When the ex-Secretary of the Treasury's book was published last week, the German problem was only one of many over shadowing problems. Nothing done or undone in Germany alone could prevent World War III. But the book was notable for two things: 1) it made public for the first time the full, often misreported "Morgenthau Plan" for Germany; 2) it argued strongly for a hard peace against increasing pressure for a soft peace.
What Not to Do. Wrote Morgenthau: "Germany . . . has been compared to a mental patient ... a whole zoo of animals ranging from snakes to apes . . . a young girl led astray." He preferred to write without hatred, attacked many a popular idea of what to do with Germany.

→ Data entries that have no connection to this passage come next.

//! `BA_DEF_ [BU_|BO_|SG_] "<name>" INT|HEX|FLOAT|STRING|ENUM ...;`
//!
//! No owner token scopes the definition to the database itself. `HEX` is
//! treated exactly like `INT`. Missing numeric bounds default to the `0 0`
//! no-range sentinel.

use crate::dbc::scan::Scanner;
use crate::dbc::types::ast::RawDatabase;
use crate::dbc::types::attributes::{AttrObject, AttributeData, AttributeDefinition};
use crate::types::errors::{LoadError, ParseError};

pub(crate) fn parse(scan: &mut Scanner, raw: &mut RawDatabase) -> Result<(), LoadError> {
    scan.skip_blanks();

    let object = match scan.peek() {
        Some(b'"') => AttrObject::Database,
        _ => match scan.identifier()? {
            "BU_" => AttrObject::Node,
            "BO_" => AttrObject::Message,
            "SG_" => AttrObject::Signal,
            _ => {
                return Err(scan
                    .expected("attribute object (BU_, BO_ or SG_)")
                    .into());
            }
        },
    };

    scan.skip_blanks();
    let name = scan.quoted()?;
    scan.skip_blanks();

    let data = match scan.identifier()? {
        "INT" | "HEX" => {
            let (min, max) = integer_bounds(scan)?;
            AttributeData::Integer { min, max }
        }
        "FLOAT" => {
            let (min, max) = float_bounds(scan)?;
            AttributeData::Float { min, max }
        }
        "STRING" => {
            // An optional quoted default may trail the keyword; it carries no
            // constraint and is dropped.
            scan.skip_blanks();
            if scan.peek() == Some(b'"') {
                scan.quoted()?;
            }
            AttributeData::String
        }
        "ENUM" => {
            let mut values = Vec::new();
            scan.skip_blanks();
            if scan.peek() == Some(b'"') {
                values.push(scan.quoted()?);
                loop {
                    scan.skip_blanks();
                    if scan.peek() != Some(b',') {
                        break;
                    }
                    scan.expect_char(b',', "','")?;
                    scan.skip_blanks();
                    values.push(scan.quoted()?);
                }
            }
            AttributeData::Enum { values }
        }
        _ => {
            return Err(scan
                .expected("attribute type (INT, HEX, FLOAT, STRING or ENUM)")
                .into());
        }
    };

    scan.skip_blanks();
    scan.expect_char(b';', "';'")?;
    scan.expect_eol()?;

    raw.add_attribute_definition(AttributeDefinition { name, object, data })
}

fn integer_bounds(scan: &mut Scanner) -> Result<(i64, i64), ParseError> {
    scan.skip_blanks();
    match scan.peek() {
        Some(b) if b == b'-' || b.is_ascii_digit() => {
            let min = scan.integer()?;
            scan.skip_blanks();
            let max = scan.integer()?;
            Ok((min, max))
        }
        _ => Ok((0, 0)),
    }
}

fn float_bounds(scan: &mut Scanner) -> Result<(f32, f32), ParseError> {
    scan.skip_blanks();
    match scan.peek() {
        Some(b) if b == b'-' || b.is_ascii_digit() => {
            let min = scan.float()?;
            scan.skip_blanks();
            let max = scan.float()?;
            Ok((min, max))
        }
        _ => Ok((0.0, 0.0)),
    }
}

¶| He argued against a prolonged U.S. occupation (instead, he wanted Germany's less compassionate neighbors to take over the job).
¶ He opposed splitting Germany into bits & pieces (he advocated "slight dismemberment" into a North and a South German State, and an international Ruhr zone).

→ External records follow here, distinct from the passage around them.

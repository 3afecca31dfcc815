//! `BU_ : <node> <node> ...`

use crate::dbc::scan::Scanner;
use crate::dbc::types::ast::RawDatabase;
use crate::types::errors::LoadError;

pub(crate) fn parse(scan: &mut Scanner, raw: &mut RawDatabase) -> Result<(), LoadError> {
    scan.skip_blanks();
    scan.expect_char(b':', "':'")?;
    scan.skip_blanks();

    let mut nodes = vec![scan.identifier()?.to_string()];
    loop {
        scan.skip_blanks();
        match scan.peek() {
            Some(b) if b.is_ascii_alphabetic() || b == b'_' => {
                nodes.push(scan.identifier()?.to_string());
            }
            _ => break,
        }
    }
    scan.expect_eol()?;

    raw.add_nodes(nodes)
}

#[cfg(test)]
mod tests {
    use super::*;

    #[test]
    fn test_node_list() {
        let mut raw = RawDatabase::default();
        parse(&mut Scanner::new(" : MASTER SENSOR FRONT_IO\n"), &mut raw).unwrap();
        assert_eq!(
            raw.node_names().unwrap(),
            ["MASTER", "SENSOR", "FRONT_IO"]
        );
    }

    #[test]
    fn test_node_list_requires_one_entry() {
        let mut raw = RawDatabase::default();
        assert!(parse(&mut Scanner::new(" :\n"), &mut raw).is_err());
    }
}
//! Intermediate parse types: the raw accumulator and the attribute system.

pub mod ast;
pub mod attributes;
//! `VAL_TABLE_ <name> <raw> "<label>" ...;`

use crate::dbc::scan::Scanner;
use crate::dbc::types::ast::RawDatabase;
use crate::types::errors::{LoadError, ParseError};

pub(crate) fn parse(scan: &mut Scanner, raw: &mut RawDatabase) -> Result<(), LoadError> {
    scan.skip_blanks();
    let name = scan.identifier()?.to_string();
    let entries = entries(scan)?;
    scan.skip_blanks();
    scan.expect_char(b';', "';'")?;
    scan.expect_eol()?;

    raw.add_value_table(name, entries)
}

/// `<raw> "<label>"` pairs, at least one. Shared with the inline form of
/// `VAL_`.
pub(crate) fn entries(scan: &mut Scanner) -> Result<Vec<(u64, String)>, ParseError> {
    let mut entries = Vec::new();
    loop {
        scan.skip_blanks();
        match scan.peek() {
            Some(b) if b.is_ascii_digit() => {}
            _ if entries.is_empty() => return Err(scan.expected("value table entry")),
            _ => break,
        }
        let value = scan.unsigned()?;
        scan.skip_blanks();
        let label = scan.quoted()?;
        entries.push((value, label));
    }
    Ok(entries)
}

¶ He questioned the assumption that "a democratic regime" could be imposed by the Allies.
¶ He doubted that any enforced "re education" could succeed.
Peace, It's Wonderful. Morgenthau's major premise: Germans must live primarily on the land, give up all their heavy industries ("without them, no matter how savage her aggressive aims may be, she cannot make war"). The Potsdam plan for Germany followed the general lines of this familiar "goat pasture" doctrine, but did not go as far as Morgenthau would like.
Author Morgenthau never quite got to grips with the fundamental question: how to make the plan work. Looking around for ways & means of enforcement, Morgenthau tangled with rhetoric, left his great hope enmeshed in tautology. Said he in effect: 1) to have peace, the world must de-industrialize Germany; 2) to keep Germany de-industrialized, the world must have a strong will for peace.